Klik op de knop "Toevoegen" in het venster Programmabeheer om het pop-upvenster "Een programma selecteren" te openen. Blader op uw computer naar het ".exe"-bestand dat is gekoppeld aan het programma dat u als uitzondering wilt toevoegen. Klik op 'Openen'.

Onderzoek de reputatie van het programma en de door Norton aanbevolen toegangsinstelling. Klik op de vervolgkeuzeknop "Opties" en kies "Altijd toestaan" om internettoegang tot het programma altijd toe te staan, of "Handmatig configureren" om regels te maken om internettoegang te regelen. Als u "Handmatig configureren" kiest, moet u de instructies in de pop-upwizard volgen om de regel te configureren.

Programmaregels

Stap 1

Wijzig de regels voor een specifiek programma door op "Instellingen" in het venster van Norton Internet Security te klikken.

Stap 2

Klik op de optie "Netwerk" en selecteer "Smart Firewall".

Stap 3

Klik op 'Configureren' in het veld Programmabeheer.

Stap 4

Blader door de kolom Programma en selecteer het gewenste programma. Klik op de knop "Wijzigen".

Stap 5

Klik op de knop "Toevoegen" in het venster Regels om de wizard Regel toevoegen te openen.

Stap 6

Klik op de knop "Toestaan" in het eerste paneel van het venster Wizard Regel toevoegen. Klik volgende."

Stap 7

Selecteer het type communicatie dat u wilt toestaan. Kies uit 'Verbindingen met andere computers', 'Verbindingen vanaf andere computers' en 'Verbindingen van en naar andere computers'. Klik volgende."

Stap 8

Kies de computers waarop de regel van toepassing is. Kies 'Elke computer', 'Elke computer in het lokale subnet' of 'Alleen de computers en sites die hieronder worden vermeld'. Geef indien nodig alle computers of webadressen op waarop u de regel wilt toepassen.
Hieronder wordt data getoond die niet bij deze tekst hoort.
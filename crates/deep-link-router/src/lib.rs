//! Deep link routing for the app shell.
//!
//! [`LinkClassifier`] turns an incoming URI into a [`DeepLinkIntent`];
//! [`DeepLinkRouter`] acts on it, installing or clearing the session through
//! [`session_machine::SessionController`] and moving a [`Navigator`].
//!
//! Recognized shapes, highest priority first:
//!
//! | URI | Effect |
//! |-----|--------|
//! | `<scheme>://login-callback?access_token=..` | install session, reset to authenticated root |
//! | `https://<host>/auth/callback?access_token=..` | same |
//! | `<scheme>://reset-password-callback?token=..` | push password reset |
//! | `https://<host>/auth/logout` | clear session, reset to unauthenticated root |
//! | `https://<host>/auth/..` | push auth screen |
//! | `https://<host>/<resource>/<id>` | push content detail |
//! | anything else on a served host | push content |

mod error;
mod intent;
mod navigator;
mod router;

pub use error::{DeepLinkError, DeepLinkResult};
pub use intent::{
    DeepLinkIntent, IntentKind, LinkClassifier, LOGIN_CALLBACK, RESET_PASSWORD_CALLBACK,
    WEB_AUTH_CALLBACK_PATH,
};
pub use navigator::{Navigator, RecordingNavigator, Route};
pub use router::DeepLinkRouter;
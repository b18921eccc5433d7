//! OAuth shim error types.

use auth_backend::BackendError;
use std::fmt;
use thiserror::Error;

/// One failed strategy of an exchange chain.
#[derive(Debug, Clone, PartialEq, Eq)]
pub struct ExchangeAttempt {
    pub strategy: &'static str,
    pub error: String,
}

impl fmt::Display for ExchangeAttempt {
    fn fmt(&self, f: &mut fmt::Formatter<'_>) -> fmt::Result {
        write!(f, "{}: {}", self.strategy, self.error)
    }
}

fn join_attempts(attempts: &[ExchangeAttempt]) -> String {
    attempts
        .iter()
        .map(ToString::to_string)
        .collect::<Vec<_>>()
        .join("; ")
}

/// OAuth shim error type.
#[derive(Error, Debug)]
pub enum ShimError {
    /// Missing or unusable shim configuration.
    #[error("Configuration error: {0}")]
    Config(String),

    /// Transport failure talking to the provider.
    #[error("Network error: {0}")]
    Network(String),

    /// The provider answered with an OAuth error.
    #[error("Provider error {error}: {}", .description.as_deref().unwrap_or("no description"))]
    Provider {
        status: Option<u16>,
        error: String,
        description: Option<String>,
    },

    /// Every token exchange strategy failed.
    #[error("Token exchange failed: {}", join_attempts(.attempts))]
    ExchangeFailed { attempts: Vec<ExchangeAttempt> },

    /// The provider identity is unusable (no id, no email). Not retried.
    #[error("Identity error: {0}")]
    Identity(String),

    /// Credential derivation failed.
    #[error("Derivation error: {0}")]
    Derivation(String),

    /// Sign-in failed in a way that must not fall through to sign-up.
    #[error("Backend error: {0}")]
    Backend(BackendError),

    /// Sign-up after a failed sign-in was rejected. Terminal.
    #[error("Sign-up failed: {0}")]
    SignUp(BackendError),
}

impl ShimError {
    /// Text suitable for showing to the user.
    pub fn user_message(&self) -> &'static str {
        match self {
            ShimError::Backend(e) | ShimError::SignUp(e) => e.user_message(),
            ShimError::Network(_) => "Network error. Check your connection and try again.",
            ShimError::Identity(_) => {
                "Your account is missing required information (email). Please allow email access and try again."
            }
            _ => "Sign-in failed. Please try again.",
        }
    }
}

impl From<reqwest::Error> for ShimError {
    fn from(e: reqwest::Error) -> Self {
        if e.is_decode() {
            ShimError::Provider {
                status: e.status().map(|s| s.as_u16()),
                error: "invalid_response".to_string(),
                description: Some(e.to_string()),
            }
        } else {
            ShimError::Network(e.to_string())
        }
    }
}

/// Result type alias using ShimError.
pub type ShimResult<T> = Result<T, ShimError>;

#[cfg(test)]
mod tests {
    use super::*;

    #[test]
    fn test_exchange_failed_lists_attempts() {
        let err = ShimError::ExchangeFailed {
            attempts: vec![
                ExchangeAttempt {
                    strategy: "sdk",
                    error: "not installed".to_string(),
                },
                ExchangeAttempt {
                    strategy: "rest",
                    error: "invalid_grant".to_string(),
                },
            ],
        };
        assert_eq!(
            err.to_string(),
            "Token exchange failed: sdk: not installed; rest: invalid_grant"
        );
    }

    #[test]
    fn test_sign_up_message_follows_backend() {
        let err = ShimError::SignUp(BackendError::ProviderDisabled("signups".to_string()));
        assert_eq!(
            err.user_message(),
            "This sign-in method is currently disabled."
        );
    }
}
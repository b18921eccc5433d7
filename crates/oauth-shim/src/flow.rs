//! Authorization-code login against a third-party provider.

use crate::{
    ExchangeChain, Identity, IdentityClient, ShimAuthenticator, ShimError, ShimOutcome,
    ShimResult,
};
use shell_config_and_utils::ProviderSettings;
use std::sync::Arc;
use tracing::info;
use url::Url;

/// Result of a completed code login.
#[derive(Debug, Clone)]
pub struct CodeLogin {
    pub identity: Identity,
    pub outcome: ShimOutcome,
    /// Exchange strategy that produced the provider tokens.
    pub strategy: &'static str,
}

/// Exchange, identity lookup and shim sign-in for one provider.
pub struct ProviderFlow {
    settings: ProviderSettings,
    chain: ExchangeChain,
    identity: IdentityClient,
    authenticator: Arc<ShimAuthenticator>,
}

impl ProviderFlow {
    pub fn new(
        settings: ProviderSettings,
        chain: ExchangeChain,
        authenticator: Arc<ShimAuthenticator>,
    ) -> Self {
        let identity = IdentityClient::new(settings.name.clone(), settings.userinfo_url.clone());
        Self {
            settings,
            chain,
            identity,
            authenticator,
        }
    }

    pub fn provider(&self) -> &str {
        &self.settings.name
    }

    /// Provider authorization URL for the code flow.
    pub fn authorize_url(&self, state: &str) -> ShimResult<String> {
        let mut url = Url::parse(&self.settings.authorize_url)
            .map_err(|e| ShimError::Config(format!("invalid authorize url: {e}")))?;
        url.query_pairs_mut()
            .append_pair("response_type", "code")
            .append_pair("client_id", &self.settings.client_id)
            .append_pair("redirect_uri", &self.settings.redirect_uri)
            .append_pair("state", state);
        Ok(url.into())
    }

    /// Exchange `code`, fetch the identity and sign in through the shim.
    pub async fn sign_in_with_code(&self, code: &str) -> ShimResult<CodeLogin> {
        let (tokens, strategy) = self.chain.exchange(code).await?;
        let identity = self.identity.fetch(&tokens.access_token).await?;
        info!(
            provider = %identity.provider,
            strategy,
            "Provider identity fetched"
        );

        let outcome = self.authenticator.authenticate(&identity).await?;
        Ok(CodeLogin {
            identity,
            outcome,
            strategy,
        })
    }
}

#[cfg(test)]
mod tests {
    use super::*;
    use crate::CredentialDeriver;
    use auth_backend::InMemoryBackend;

    #[test]
    fn test_authorize_url_parameters() {
        let settings = ProviderSettings {
            client_id: "client-1".to_string(),
            ..ProviderSettings::default()
        };
        let deriver =
            CredentialDeriver::new(b"0123456789abcdef0123456789abcdef", "shim.test").unwrap();
        let authenticator = Arc::new(ShimAuthenticator::new(
            Arc::new(InMemoryBackend::new()),
            deriver,
        ));
        let flow = ProviderFlow::new(
            settings.clone(),
            ExchangeChain::standard(&settings, None),
            authenticator,
        );

        let url = Url::parse(&flow.authorize_url("xyz").unwrap()).unwrap();
        let pairs: Vec<(String, String)> = url.query_pairs().into_owned().collect();
        assert_eq!(url.host_str(), Some("kauth.kakao.com"));
        assert!(pairs.contains(&("response_type".into(), "code".into())));
        assert!(pairs.contains(&("client_id".into(), "client-1".into())));
        assert!(pairs.contains(&("redirect_uri".into(), "appshell://oauth-callback".into())));
        assert!(pairs.contains(&("state".into(), "xyz".into())));
    }
}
Klik volgende."

Stap 9

Selecteer een van de volgende protocolopties: "TCP", "UDP", "TCP en UDP", "ICMP" of "Alle".

Stap 10

Selecteer een van de volgende poortopties: "Alle typen communicatie (alle poorten, lokaal en extern)" of "Alleen communicatie die overeenkomt met alle typen en poorten die hieronder worden vermeld." Klik volgende."

Stap 11

Klik op de knop "Maak een beveiligingsgeschiedenislogboekitem" zodat er een vinkje verschijnt als u een geschiedenis in het firewallgebeurtenislogboek wilt maken.

Stap 12

Klik op de knop "Pas deze regel toe" om de nieuwe regel toe te passen op "IPv6 NAT Traversal-verkeer". Klik volgende."

Stap 13

Voer een naam in voor uw regel en klik op 'Volgende'.

Bekijk de nieuwe regelinstellingen. Klik op "Voltooien" en "OK" om uw regel op te slaan.